Goal of the exercise: Check every line of the entries for "info", and copy the lines that hold it.

Stored data

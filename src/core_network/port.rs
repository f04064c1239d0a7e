use crate::core_network::DataChannelError;
use crate::helpers::{send_reply, ControlWriter};
use crate::server::ServerState;
use crate::session::Session;
use log::{error, info};
use std::net::{Ipv4Addr, SocketAddr, SocketAddrV4};
use std::sync::Arc;
use std::time::Duration;
use tokio::net::TcpStream;
use tokio::sync::Mutex;

/// Parses the `h1,h2,h3,h4,p1,p2` argument of PORT.
pub fn parse_port_argument(arg: &str) -> Result<SocketAddrV4, DataChannelError> {
    let parts: Vec<u8> = arg
        .trim()
        .split(',')
        .map(|x| x.trim().parse::<u8>())
        .collect::<Result<_, _>>()
        .map_err(|_| DataChannelError::Syntax(arg.to_string()))?;

    let [h1, h2, h3, h4, p1, p2] = parts[..] else {
        return Err(DataChannelError::Syntax(arg.to_string()));
    };
    let port = u16::from(p1) << 8 | u16::from(p2);
    Ok(SocketAddrV4::new(Ipv4Addr::new(h1, h2, h3, h4), port))
}

/// Sets up an active mode (PORT) connection.
pub async fn setup_port_connection(
    addr: SocketAddrV4,
    timeout: Duration,
) -> Result<TcpStream, DataChannelError> {
    let addr = SocketAddr::V4(addr);
    match tokio::time::timeout(timeout, TcpStream::connect(addr)).await {
        Ok(Ok(stream)) => Ok(stream),
        Ok(Err(source)) => Err(DataChannelError::Connect { addr, source }),
        Err(_) => Err(DataChannelError::Connect {
            addr,
            source: std::io::Error::new(std::io::ErrorKind::TimedOut, "connect timed out"),
        }),
    }
}

/// Handles the PORT (Active Mode) FTP command.
pub async fn handle_port_command(
    writer: ControlWriter,
    state: Arc<ServerState>,
    session: Arc<Mutex<Session>>,
    arg: String,
) -> Result<(), std::io::Error> {
    let mut session = session.lock().await;
    if session.is_transferring() && session.data.is_connected() {
        return send_reply(&writer, &DataChannelError::AlreadyConnected.to_ftp_response()).await;
    }
    session.close_data_connection();

    let addr = match parse_port_argument(&arg) {
        Ok(addr) => addr,
        Err(e) => return send_reply(&writer, &e.to_ftp_response()).await,
    };
    info!("{} PORT {}", writer.id(), addr);

    match setup_port_connection(addr, state.config.control_timeout()).await {
        Ok(stream) => {
            session.data.connected(stream);
            send_reply(&writer, "200 PORT command successful.").await
        }
        Err(e) => {
            error!("{} {}", writer.id(), e);
            send_reply(&writer, &e.to_ftp_response()).await
        }
    }
}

Response:
use log::{error, info};
    info!("{} PORT {}", writer.id(), addr);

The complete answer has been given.